BALTIMORE As women around the world continue to make small but significant socioeconomic gains, black women still lag behind as leaders in top healthcare positions. In fact, only two percent of all physicians are black women. The statistic alone does not convey the barriers that prevent black women from pursuing a career in the medical field.
For Crystal Emery, an award winning director and filmmaker, the data reveals a need for a greater push towards diversity in the healthcare sector.
Emery is also the founder of the non-profit organization, URU, The Right to Be, Inc., which aims to utilize artistic expression to start dialogue about issues that affect different race, social and economic groups.
A product of her organization’s efforts is the documentary Black Women in Medicine. Written, directed and produced by Emery, the film explores the personal recounts of black female doctors who have experienced unjust treatment due to race, gender and other stereotypes. The film is part of Emery’s, Changing the Face of Medicine Initiative (CFMI), a multimedia project that aims to promote past and current accomplishments of black women in medicine, to improve diversity and to offer solutions to issues for the future.
Emery and Dr. Jocelyn Elders, the first black United States Surgeon General, collaborated to launch CFMI in an effort to encourage minorities to pursue studies in medicine and science.
“One of the things that these women [in the film] demonstrate is that no matter where you come from, what obstacles you face— it doesn’t matter. If you have determination and you believe in a power greater than yourself, all things are possible, ” said Emery, who is also a quadriplegic.
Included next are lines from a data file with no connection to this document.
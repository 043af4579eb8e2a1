// SPDX-License-Identifier: MIT
// Copyright 2026 Roland Dreier <roland@rolandd.dev>

//! Fortune cooldown gate.
//!
//! Decides whether a new fortune may be requested now, based on the
//! persisted last-request timestamp. Handles:
//! - Unlimited-fortunes feature flag (always wins)
//! - Next-calendar-day and fixed-duration cooldown policies
//! - The special-interaction override (`skip_wait`)
//! - Fail-open on any storage or parse error

use chrono::{DateTime, Duration, Utc};

use crate::config::CooldownPolicy;
use crate::error::AppError;
use crate::store::{keys, SecureStore};
use crate::time_utils;

/// Outcome of a gate evaluation.
#[derive(Debug, Clone, PartialEq, Eq)]
pub struct Evaluation {
    /// May a fortune be requested now?
    pub allowed: bool,
    /// Human-readable wait message when denied
    pub wait_message: Option<String>,
    /// When the gate unlocks; `None` when already allowed with no
    /// pending cooldown
    pub unlock_at: Option<DateTime<Utc>>,
}

impl Evaluation {
    fn allowed() -> Self {
        Self {
            allowed: true,
            wait_message: None,
            unlock_at: None,
        }
    }
}

/// Gate limiting fortune requests to one per cooldown window.
#[derive(Clone)]
pub struct CooldownGate {
    store: SecureStore,
    policy: CooldownPolicy,
    unlimited: bool,
}

impl CooldownGate {
    pub fn new(store: SecureStore, policy: CooldownPolicy, unlimited: bool) -> Self {
        Self {
            store,
            policy,
            unlimited,
        }
    }

    /// Evaluate the gate against the persisted last-use timestamp.
    ///
    /// Any failure reading or parsing the timestamp is logged and treated
    /// as allowed; errors never escape this boundary.
    pub async fn check(&self, skip_wait: bool) -> Evaluation {
        let last = match self.load_last_use().await {
            Ok(last) => last,
            Err(e) => {
                tracing::error!(error = %e, "Failed to read last fortune usage, failing open");
                return Evaluation::allowed();
            }
        };

        self.evaluate_at(Utc::now(), last, skip_wait)
    }

    /// Pure evaluation core.
    ///
    /// `skip_wait` forces an unlock regardless of elapsed time without
    /// touching the persisted timestamp.
    pub fn evaluate_at(
        &self,
        now: DateTime<Utc>,
        last: Option<DateTime<Utc>>,
        skip_wait: bool,
    ) -> Evaluation {
        if self.unlimited {
            return Evaluation::allowed();
        }

        let last = match last {
            Some(last) => last,
            None => return Evaluation::allowed(),
        };

        let unlock_at = self.unlock_time(last);
        if now > unlock_at {
            return Evaluation::allowed();
        }

        let wait_message = format!(
            "Your fate changes at {}",
            time_utils::format_unlock_time(unlock_at)
        );

        Evaluation {
            allowed: skip_wait,
            wait_message: Some(wait_message),
            unlock_at: Some(unlock_at),
        }
    }

    /// When the cooldown started at `last` expires.
    pub fn unlock_time(&self, last: DateTime<Utc>) -> DateTime<Utc> {
        match self.policy.fixed_duration() {
            Some(duration) => last + duration,
            // Midnight (UTC) of the day after the last request
            None => (last + Duration::days(1))
                .date_naive()
                .and_hms_opt(0, 0, 0)
                .unwrap_or_default()
                .and_utc(),
        }
    }

    /// Persist `now` as the last successful request time, consuming the
    /// current window.
    pub async fn arm(&self, now: DateTime<Utc>) -> Result<(), AppError> {
        self.store
            .set(keys::LAST_FORTUNE_USE, &time_utils::format_utc_rfc3339(now))
            .await
    }

    async fn load_last_use(&self) -> Result<Option<DateTime<Utc>>, AppError> {
        let raw = match self.store.get(keys::LAST_FORTUNE_USE).await? {
            Some(raw) if !raw.trim().is_empty() => raw,
            _ => return Ok(None),
        };

        time_utils::parse_utc_rfc3339(&raw)
            .map(Some)
            .map_err(|e| AppError::Storage(format!("Unparsable last-use timestamp: {}", e)))
    }
}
She attributes the lack of blacks in these fields to this generation’s perception of entitlement, noting that today’s youth, “give up too fast,” and that the instant gratification granted due to rapid technological advances has decreased one’s will as hard as previous generations.
“Part of the film, Black Women in Medicine, is to let people know this is what we do. If you don’t ever see a picture or you never see in the media that there are black women doctors, you’re going to believe that they don’t exist,” said Emery.
In her latest book, Against All Odds: Celebrating Black Women in Medicine, Emery depicts black female doctors as resilient individuals who overcame obstacles to succeed in a male-dominated industry.
“I was looking at the pictures that we shot on location and I was like, wow, these women are gorgeous, I should make a book. In the process of making a book with 25 women, it grew like any project and took a life of its own,” said Emery.
The women in the film encountered subtle racist remarks that made evident the impact certain stereotypes have in healthcare. Some patients would assume that she were either a dietician or a nurse, never equating a black woman to a surgeon.
“They received the same racism that all black people face and then it’s double because they get a double dosage because they receive sexism as well. Part of the film, “Black Women in Medicine,” is to let people know this is what we do. If you don’t ever see a picture or you never see in the media that there are black women doctors, you’re going to believe that they don’t exist.”
CFMI will also conduct educational tours to raise awareness in the 2107-2018 year. The project will be expanded to address the issue of a lack of Latino physicians. Additionally, the goal is to increase the number of mentees within STEAM partner programs, according the organization’s website.